A titre de comparaison, pour nous faire comprendre la différence d’impact dans nos gestes : supprimer l’ensemble de ses mails et arrêter toutes les vidéos qu’on regarderait dans l’année en streaming a moins d’impact que garder son smartphone 4 mois supplémentaires.

"C’est très compliqué de s’y retrouver parce que l’industrie du numérique a tout intérêt à laisser s’exprimer sur le sujet des pseudo-experts qui racontent des bêtises sur les usages, parce que, pendant ce temps-là, on ne s’intéresse pas à la clé fondamentale qui est très simple : moins d’équipement, mais qui dure plus longtemps."

Une fois que notre ordinateur ou notre smartphone est fabriqué, ce qu’on fait avec, ça ne change plus grand-chose. La bonne nouvelle, c’est que c’est simple : il suffit de moins s’équiper et de conserver le plus longtemps possible nos équipements. Et on a fait l’essentiel !

 

Quid de l'obsolescence du réseau ?

Partager des vidéos, des photos… est-ce dangereux pour l’avenir de nos sociétés ? "Ce qui est dangereux, c’est que si tout le monde regarde des vidéos dans les lieux publics, on va être obligé de déployer partout la 5G, puis la 6G… pour compenser techniquement nos mésusages du numérique."
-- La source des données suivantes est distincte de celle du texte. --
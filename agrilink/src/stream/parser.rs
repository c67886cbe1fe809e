// Copyright 2026 The Agrilink Project
// SPDX-License-Identifier: Apache-2.0

// Frame parser.
//
// Turns the raw chunk sequence into complete frames. Bytes are buffered
// until a full line is available, so frames and multi-byte characters
// split across chunk boundaries decode exactly as if they had arrived
// in one piece.

use bytes::Bytes;
use futures_util::stream::{self, Stream, StreamExt};
use std::collections::VecDeque;

use super::types::Frame;
use crate::transport::ConnectionError;

// ---------------------------------------------------------------------------
// Incremental parser
// ---------------------------------------------------------------------------

/// Incremental SSE frame parser.
///
/// Feed chunks with [`FrameParser::push`]; call [`FrameParser::finish`]
/// once the stream has ended to flush a final frame that lacked its
/// trailing blank line.
#[derive(Debug, Default)]
pub struct FrameParser {
    /// Bytes after the last newline seen.
    line_buffer: Vec<u8>,
    /// Fields of the frame being assembled.
    event: Option<String>,
    data_lines: Vec<String>,
}

impl FrameParser {
    pub fn new() -> Self {
        Self::default()
    }

    /// Consume one chunk, returning every frame it completed.
    pub fn push(&mut self, chunk: &[u8]) -> Vec<Frame> {
        self.line_buffer.extend_from_slice(chunk);

        let mut frames = Vec::new();
        while let Some(newline_pos) = self.line_buffer.iter().position(|&b| b == b'\n') {
            let line: Vec<u8> = self.line_buffer.drain(..=newline_pos).collect();
            if let Some(frame) = self.process_line(&line[..line.len() - 1]) {
                frames.push(frame);
            }
        }
        frames
    }

    /// Flush whatever is left at end of stream.
    pub fn finish(&mut self) -> Option<Frame> {
        let rest = std::mem::take(&mut self.line_buffer);
        if !rest.is_empty() {
            if let Some(frame) = self.process_line(&rest) {
                return Some(frame);
            }
        }
        self.dispatch()
    }

    /// Whether a partial line or frame is buffered.
    pub fn has_pending(&self) -> bool {
        !self.line_buffer.is_empty() || self.event.is_some() || !self.data_lines.is_empty()
    }

    fn process_line(&mut self, raw: &[u8]) -> Option<Frame> {
        let raw = raw.strip_suffix(b"\r").unwrap_or(raw);
        let line = String::from_utf8_lossy(raw);

        // Blank line: frame boundary
        if line.is_empty() {
            return self.dispatch();
        }

        // Comment
        if line.starts_with(':') {
            return None;
        }

        let (field, value) = match line.split_once(':') {
            Some((field, value)) => (field, value.strip_prefix(' ').unwrap_or(value)),
            None => (&*line, ""),
        };

        match field {
            "event" => self.event = Some(value.to_string()),
            "data" => self.data_lines.push(value.to_string()),
            "id" | "retry" => {}
            other => {
                tracing::debug!(field = other, "ignoring unknown SSE field");
            }
        }
        None
    }

    fn dispatch(&mut self) -> Option<Frame> {
        let event = self.event.take();
        let data_lines = std::mem::take(&mut self.data_lines);
        if event.is_none() && data_lines.is_empty() {
            return None;
        }
        Some(Frame {
            event,
            data: data_lines.join("\n"),
        })
    }
}

// ---------------------------------------------------------------------------
// Stream adapter
// ---------------------------------------------------------------------------

struct FrameStreamState<S> {
    chunks: S,
    parser: FrameParser,
    ready: VecDeque<Frame>,
    done: bool,
}

/// Lazily decode a chunk stream into frames.
///
/// A clean end of input flushes the final frame. A transport error is
/// passed through and ends the frame stream; the partial frame is
/// discarded.
pub fn frames<S>(chunks: S) -> impl Stream<Item = Result<Frame, ConnectionError>>
where
    S: Stream<Item = Result<Bytes, ConnectionError>> + Unpin,
{
    let state = FrameStreamState {
        chunks,
        parser: FrameParser::new(),
        ready: VecDeque::new(),
        done: false,
    };

    stream::unfold(state, |mut state| async move {
        loop {
            if let Some(frame) = state.ready.pop_front() {
                return Some((Ok(frame), state));
            }
            if state.done {
                return None;
            }
            match state.chunks.next().await {
                Some(Ok(chunk)) => {
                    let completed = state.parser.push(&chunk);
                    state.ready.extend(completed);
                }
                Some(Err(e)) => {
                    state.done = true;
                    if state.parser.has_pending() {
                        tracing::debug!("discarding partial frame after transport error");
                    }
                    return Some((Err(e), state));
                }
                None => {
                    state.done = true;
                    let last = state.parser.finish();
                    state.ready.extend(last);
                }
            }
        }
    })
}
L’enjeu est de ne pas déclencher l’obsolescence du réseau internet, de notre terminal, des data centers. Donc moins on va consommer inutilement de vidéos en streaming, mieux on se porte. Mieux vaut, par exemple, écouter de la musique sur Spotify plutôt que sur Youtube, parce qu’on va économiser une très grande quantité de bande passante, qui pourra être utilisée par d’autres utilisateurs ; cela évitera de devoir déployer d’autres antennes relais, de changer de smartphone, etc…
 

Tous ces gestes sont expliqués dans le livre de Frédéric Bordage : Tendre vers la sobriété numérique, je passe à l’acte, aux Ed. Actes Sud.